区间最大子段和模板题。。

维护四个数组：prefix, suffix, sum, tree

假设当前访问节点为cur

• prefix[cur]=max(prefix[lson],sum[lson]+preifx[rson])
• suffix[cur]=max(suffix[rson],sum[rson]+suffix[lson])
• sum[cur]=sum[lson]+sum[rson]
• tree[cur]=max(tree[lson], tree[rson], suffix[lson]+suffix[rson])

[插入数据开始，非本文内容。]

//! Renderer bridge.
//!
//! Converts snapshots into a flat `f32` buffer that a renderer can consume
//! without parsing JSON. Surface meshes are not part of this buffer: a
//! renderer reads them from `GridWorld::mesh()` for the keys listed in
//! `Snapshot::dirty_surfaces`.
//!
//! # Buffer Layout (Version 1.0)
//!
//! ```text
//! ┌─────────────────────────────────────────────────────────────────┐
//! │ HEADER (1 element)                                              │
//! │ [0] actor_count (as f32)                                        │
//! ├─────────────────────────────────────────────────────────────────┤
//! │ For each actor i (offset = 1 + i * ACTOR_STRIDE):               │
//! │   [+0] key          - Actor key (u64 as f32)                    │
//! │   [+1] x            - X position (world units, NaN if none)     │
//! │   [+2] y            - Y position (world units, NaN if none)     │
//! │   [+3] z            - Z position (world units, NaN if none)     │
//! │   [+4] has_behavior - 1.0 while a state machine is running      │
//! │   [+5] is_ground    - 1.0 if the actor provides ground height   │
//! └─────────────────────────────────────────────────────────────────┘
//! ```
//!
//! Actors are written in snapshot order, so the same snapshot always
//! produces the same buffer.

use crate::error::{Result, SimError};
use crate::world::Snapshot;

/// Number of f32 values per actor.
pub const ACTOR_STRIDE: usize = 6;

/// Number of f32 values in the buffer header.
pub const HEADER_SIZE: usize = 1;

/// Offset within actor data for: key
pub const FIELD_KEY: usize = 0;
/// Offset within actor data for: X position
pub const FIELD_X: usize = 1;
/// Offset within actor data for: Y position
pub const FIELD_Y: usize = 2;
/// Offset within actor data for: Z position
pub const FIELD_Z: usize = 3;
/// Offset within actor data for: running behavior flag
pub const FIELD_HAS_BEHAVIOR: usize = 4;
/// Offset within actor data for: ground provider flag
pub const FIELD_IS_GROUND: usize = 5;

#[inline]
fn flag(value: bool) -> f32 {
    if value {
        1.0
    } else {
        0.0
    }
}

/// Convert a snapshot to the flat actor buffer.
pub fn snapshot_to_flatbuffer(snapshot: &Snapshot) -> Vec<f32> {
    let actor_count = snapshot.actors.len();
    let mut buffer = Vec::with_capacity(calculate_buffer_size(actor_count));
    buffer.push(actor_count as f32);

    for actor in &snapshot.actors {
        let [x, y, z] = actor
            .position
            .map_or([f32::NAN; 3], |p| [p.x, p.y, p.z]);
        buffer.extend_from_slice(&[
            actor.key as f32,
            x,
            y,
            z,
            flag(actor.has_behavior),
            flag(actor.is_ground),
        ]);
    }

    debug_assert_eq!(buffer.len(), calculate_buffer_size(actor_count));
    buffer
}

/// `HEADER_SIZE + actor_count * ACTOR_STRIDE`
#[inline]
pub fn calculate_buffer_size(actor_count: usize) -> usize {
    HEADER_SIZE + actor_count * ACTOR_STRIDE
}

/// Actor count from the header. `None` for an empty buffer.
#[inline]
pub fn parse_actor_count(buffer: &[f32]) -> Option<usize> {
    buffer.first().map(|count| *count as usize)
}

#[inline]
pub const fn actor_offset(actor_index: usize) -> usize {
    HEADER_SIZE + actor_index * ACTOR_STRIDE
}

/// Check that a buffer's length matches its header.
pub fn validate_buffer(buffer: &[f32]) -> Result<usize> {
    let count = parse_actor_count(buffer).unwrap_or(0);
    let expected = calculate_buffer_size(count);
    if buffer.len() != expected {
        return Err(SimError::BufferSizeMismatch {
            expected,
            actual: buffer.len(),
        });
    }
    Ok(count)
}
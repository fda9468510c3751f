//! Deduplicating registry of named classification records.
//!
//! A `LookupTable` maps symbolic names (e.g. tile kinds) to records stored in
//! stable slots. Layers store the slot index per cell, so a record's index
//! must never change while any cell still references it.
//!
//! ## Derived records
//!
//! `get_derived` produces "the base record with these fields overridden"
//! without creating duplicate records for equal variants. Each distinct
//! override key is interned to an ordinal the first time it is seen; the
//! derived record is named `{base}-d{ordinal}-{ordinal}...` and found by
//! that name on later calls. Derivation is O(number of overrides) and never
//! compares whole records.

use std::collections::{HashMap, VecDeque};
use std::fmt::Debug;
use std::hash::Hash;

/// A record that can live in a `LookupTable`.
///
/// The table owns `name` and `index`; implementors only store them.
pub trait Record: Clone {
    /// Small hashable key describing one field override.
    type Override: Clone + Debug + Eq + Hash;

    fn name(&self) -> &str;
    fn index(&self) -> usize;
    fn set_identity(&mut self, name: &str, index: usize);

    /// True when the record already holds the value the override would write.
    fn has_override(&self, value: &Self::Override) -> bool;
    fn apply_override(&mut self, value: &Self::Override);
}

/// Hook that fills defaults on every record as it is added.
pub type Normalizer<R> = fn(&mut R);

/// Slot-stable table of records addressed by index or by name.
#[derive(Debug, Clone)]
pub struct LookupTable<R: Record> {
    slots: Vec<Option<R>>,
    free: VecDeque<usize>,
    names: HashMap<String, usize>,
    normalize: Option<Normalizer<R>>,
    override_ids: HashMap<R::Override, usize>,
}

impl<R: Record> Default for LookupTable<R> {
    fn default() -> Self {
        Self::new()
    }
}

impl<R: Record> LookupTable<R> {
    pub fn new() -> Self {
        Self {
            slots: Vec::new(),
            free: VecDeque::new(),
            names: HashMap::new(),
            normalize: None,
            override_ids: HashMap::new(),
        }
    }

    /// Table whose records all pass through `normalize` when added.
    pub fn with_normalizer(normalize: Normalizer<R>) -> Self {
        Self {
            normalize: Some(normalize),
            ..Self::new()
        }
    }

    /// Preload named records in order.
    pub fn with_table<N, I>(mut self, table: I) -> Self
    where
        N: Into<String>,
        I: IntoIterator<Item = (N, R)>,
    {
        for (name, record) in table {
            self.add_named(name, record);
        }
        self
    }

    /// Add a record under its own name and return its index.
    pub fn add(&mut self, record: R) -> usize {
        let name = record.name().to_string();
        self.add_named(name, record)
    }

    /// Add a record under `name`, reusing the oldest freed slot if any.
    pub fn add_named(&mut self, name: impl Into<String>, mut record: R) -> usize {
        let name = name.into();
        let index = match self.free.pop_front() {
            Some(i) => i,
            None => {
                self.slots.push(None);
                self.slots.len() - 1
            }
        };
        if let Some(normalize) = self.normalize {
            normalize(&mut record);
        }
        record.set_identity(&name, index);
        self.slots[index] = Some(record);
        self.names.insert(name, index);
        index
    }

    pub fn get(&self, index: usize) -> Option<&R> {
        self.slots.get(index).and_then(Option::as_ref)
    }

    pub fn index_for_name(&self, name: &str) -> Option<usize> {
        self.names.get(name).copied()
    }

    /// Name → index map of every live record.
    pub fn keys(&self) -> &HashMap<String, usize> {
        &self.names
    }

    /// Index of the record equal to `base` with `overrides` applied.
    ///
    /// Overrides the base already satisfies are ignored, so a no-op
    /// derivation returns `base` itself. The order of `overrides` does not
    /// matter. An unknown `base` is returned
    /// unchanged; callers are expected to pass indices they obtained from
    /// this table.
    pub fn get_derived(&mut self, base: usize, overrides: &[R::Override]) -> usize {
        let Some(base_record) = self.slots.get(base).and_then(Option::as_ref) else {
            return base;
        };

        let mut deltas = Vec::with_capacity(overrides.len());
        for value in overrides {
            if base_record.has_override(value) {
                continue;
            }
            let next = self.override_ids.len();
            let id = *self.override_ids.entry(value.clone()).or_insert(next);
            deltas.push((id, value));
        }
        if deltas.is_empty() {
            return base;
        }
        // Same set of overrides, same record, whatever the order passed in.
        deltas.sort_by_key(|(id, _)| *id);
        deltas.dedup_by_key(|(id, _)| *id);

        let ids: Vec<String> = deltas.iter().map(|(id, _)| id.to_string()).collect();
        let derived_name = format!("{}-d{}", base_record.name(), ids.join("-"));
        if let Some(index) = self.index_for_name(&derived_name) {
            return index;
        }

        let mut derived = base_record.clone();
        for (_, value) in &deltas {
            derived.apply_override(value);
        }
        self.add_named(derived_name, derived)
    }

    /// Free `index` for reuse and forget every name pointing at it.
    ///
    /// Callers must make sure no layer cell still stores the index.
    pub fn remove(&mut self, index: usize) -> Option<R> {
        let record = self.slots.get_mut(index)?.take()?;
        self.free.push_back(index);
        self.names.retain(|_, i| *i != index);
        Some(record)
    }

    /// Number of live records.
    pub fn len(&self) -> usize {
        self.slots.iter().filter(|s| s.is_some()).count()
    }

    pub fn is_empty(&self) -> bool {
        self.len() == 0
    }

    pub fn iter(&self) -> impl Iterator<Item = &R> {
        self.slots.iter().flatten()
    }
}

#[cfg(test)]
mod tests {
    use super::*;

    #[derive(Debug, Clone, Default, PartialEq)]
    struct Kind {
        name: String,
        index: usize,
        solid: bool,
        weight: u32,
    }

    #[derive(Debug, Clone, PartialEq, Eq, Hash)]
    enum KindOverride {
        Solid(bool),
        Weight(u32),
    }

    impl Record for Kind {
        type Override = KindOverride;

        fn name(&self) -> &str {
            &self.name
        }
        fn index(&self) -> usize {
            self.index
        }
        fn set_identity(&mut self, name: &str, index: usize) {
            self.name = name.to_string();
            self.index = index;
        }
        fn has_override(&self, value: &KindOverride) -> bool {
            match value {
                KindOverride::Solid(s) => self.solid == *s,
                KindOverride::Weight(w) => self.weight == *w,
            }
        }
        fn apply_override(&mut self, value: &KindOverride) {
            match value {
                KindOverride::Solid(s) => self.solid = *s,
                KindOverride::Weight(w) => self.weight = *w,
            }
        }
    }

    fn kind(solid: bool) -> Kind {
        Kind { solid, ..Default::default() }
    }

    fn table() -> LookupTable<Kind> {
        LookupTable::new().with_table([("dirt", kind(false)), ("stone", kind(true))])
    }

    #[test]
    fn test_add_assigns_identity() {
        let t = table();
        assert_eq!(t.index_for_name("dirt"), Some(0));
        assert_eq!(t.index_for_name("stone"), Some(1));
        let stone = t.get(1).unwrap();
        assert_eq!(stone.name, "stone");
        assert_eq!(stone.index, 1);
        assert_eq!(t.len(), 2);
    }

    #[test]
    fn test_normalizer_runs_on_add() {
        let mut t = LookupTable::with_normalizer(|k: &mut Kind| {
            if k.weight == 0 {
                k.weight = if k.solid { 10 } else { 1 };
            }
        });
        let i = t.add_named("stone", kind(true));
        assert_eq!(t.get(i).unwrap().weight, 10);
    }

    #[test]
    fn test_derived_is_memoized() {
        let mut t = table();
        let a = t.get_derived(0, &[KindOverride::Weight(5)]);
        let b = t.get_derived(0, &[KindOverride::Weight(5)]);
        assert_eq!(a, b);
        assert_ne!(a, 0);
        assert_eq!(t.get(a).unwrap().weight, 5);
        assert_eq!(t.get(a).unwrap().name, "dirt-d0");

        let c = t.get_derived(0, &[KindOverride::Weight(6)]);
        assert_ne!(a, c);
        assert_eq!(t.get(c).unwrap().name, "dirt-d1");
    }

    #[test]
    fn test_derived_noop_returns_base() {
        let mut t = table();
        assert_eq!(t.get_derived(1, &[KindOverride::Solid(true)]), 1);
        assert_eq!(t.get_derived(1, &[]), 1);
        assert_eq!(t.len(), 2);
    }

    #[test]
    fn test_derived_multiple_overrides() {
        let mut t = table();
        let i = t.get_derived(0, &[KindOverride::Solid(true), KindOverride::Weight(3)]);
        let derived = t.get(i).unwrap();
        assert!(derived.solid);
        assert_eq!(derived.weight, 3);
        assert_eq!(derived.name, "dirt-d0-1");
        // Base is untouched.
        assert!(!t.get(0).unwrap().solid);
    }

    #[test]
    fn test_derived_ignores_override_order() {
        let mut t = table();
        // Intern Weight first so its id sorts before Solid's.
        let heavy = t.get_derived(0, &[KindOverride::Weight(4)]);
        let a = t.get_derived(0, &[KindOverride::Solid(true), KindOverride::Weight(4)]);
        let b = t.get_derived(0, &[KindOverride::Weight(4), KindOverride::Solid(true)]);
        assert_eq!(a, b);
        assert_ne!(a, heavy);
        assert_eq!(t.get(a).unwrap().name, "dirt-d0-1");
        assert_eq!(t.len(), 4);

        let dup = t.get_derived(0, &[KindOverride::Weight(4), KindOverride::Weight(4)]);
        assert_eq!(dup, heavy);
    }

    #[test]
    fn test_derived_unknown_base_is_returned() {
        let mut t = table();
        assert_eq!(t.get_derived(99, &[KindOverride::Weight(1)]), 99);
    }

    #[test]
    fn test_remove_recycles_slot() {
        let mut t = table();
        let removed = t.remove(0).unwrap();
        assert_eq!(removed.name, "dirt");
        assert_eq!(t.index_for_name("dirt"), None);
        assert!(t.get(0).is_none());

        let i = t.add_named("mud", kind(false));
        assert_eq!(i, 0);
        assert_eq!(t.get(0).unwrap().name, "mud");
        assert!(t.remove(42).is_none());
    }
}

在query的时候要注意合并，其实和pushup差不多，需要返回一个节点

// luogu-judger-enable-o2

#include <bits/stdc++.h>

#define INF 0x3f3f3f3f

using namespace std;

typedef long long ll;

inline int lowbit(int x){ return x & (-x); }

inline int read(){

    int X = 0, w = 0; char ch = 0;

    while(!isdigit(ch)) { w |= ch == '-'; ch = getchar(); }

    while(isdigit(ch)) X = (X << 3) + (X << 1) + (ch ^ 48), ch = getchar();

    return w ? -X : X;

}

inline int gcd(int a, int b){ return a % b ? gcd(b, a % b) : b; }

inline int lcm(int a, int b){ return a / gcd(a, b) * b; }

template<typename T>

inline T max(T x, T y, T z){ return max(max(x, y), z); }

template<typename T>

inline T min(T x, T y, T z){ return min(min(x, y), z); }

template<typename A, typename B, typename C>

inline A fpow(A x, B p, C yql){

    A ans = 1;

    for(; p; p >>= 1, x = 1LL * x * x % yql)if(p & 1)ans = 1LL * x * ans % yql;

    return ans;

}

const int N = 500005;

struct Node{

    int prefix, suffix, tree, sum;

    Node(int p, int s, int t, int u): prefix(p), suffix(s), tree(t), sum(u){}

};

int n, m, a[N];

int prefix[N<<2], suffix[N<<2], sum[N<<2], tree[N<<2];

void push_up(int treeIndex){

    int lson = treeIndex << 1, rson = treeIndex << 1 | 1;

    prefix[treeIndex] = max(prefix[lson], sum[lson] + prefix[rson]);

    suffix[treeIndex] = max(suffix[rson], sum[rson] + suffix[lson]);

    sum[treeIndex] = sum[lson] + sum[rson];

    tree[treeIndex] = max(tree[lson], tree[rson], suffix[lson] + prefix[rson]);

}

void buildTree(int treeIndex, int l, int r){

    if(l == r){

        tree[treeIndex] = prefix[treeIndex] = suffix[treeIndex] = sum[treeIndex] = a[l];

        return;

    }

    int mid = (l + r) >> 1;

    buildTree(treeIndex << 1, l, mid);

    buildTree(treeIndex << 1 | 1, mid + 1, r);

    push_up(treeIndex);

}

void modify(int treeIndex, int l, int r, int k, int e){

    if(l == r){

        tree[treeIndex] = prefix[treeIndex] = suffix[treeIndex] = sum[treeIndex] = e;

        return;

    }

    int mid = (l + r) >> 1;

    if(k <= mid) modify(treeIndex << 1, l, mid, k, e);

    else modify(treeIndex << 1 | 1, mid + 1, r, k, e);

    push_up(treeIndex);

}

Node query(int treeIndex, int l, int r, int queryL, int queryR){

    if(l == queryL && r == queryR){

        return Node(prefix[treeIndex], suffix[treeIndex], tree[treeIndex], sum[treeIndex]);

    }

    int mid = (l + r) >> 1;

    if(queryL > mid) return query(treeIndex << 1 | 1, mid + 1, r, queryL, queryR);

    else if(queryR <= mid) return query(treeIndex << 1, l, mid, queryL, queryR);

    Node lr = query(treeIndex << 1, l, mid, queryL, mid);

    Node rr = query(treeIndex << 1 | 1, mid + 1, r, mid + 1, queryR);

    Node ret = Node(max(lr.prefix, lr.sum + rr.prefix),

            max(rr.suffix, rr.sum + lr.suffix),

            max(lr.tree, rr.tree, lr.suffix + rr.prefix),

            lr.sum + rr.sum);

    return ret;

}

int main(){

    n = read(), m = read();

    for(int i = 1; i <= n; i ++) a[i] = read();

    buildTree(1, 1, n);

    while(m --){

        int opt = read(), p = read(), q = read();

        if(opt == 1){

            if(p > q) swap(p, q);

            printf("%d\n", query(1, 1, n, p, q).tree);

        }

        else if(opt == 2){

            modify(1, 1, n, p, q);

        }

    }

    return 0;

}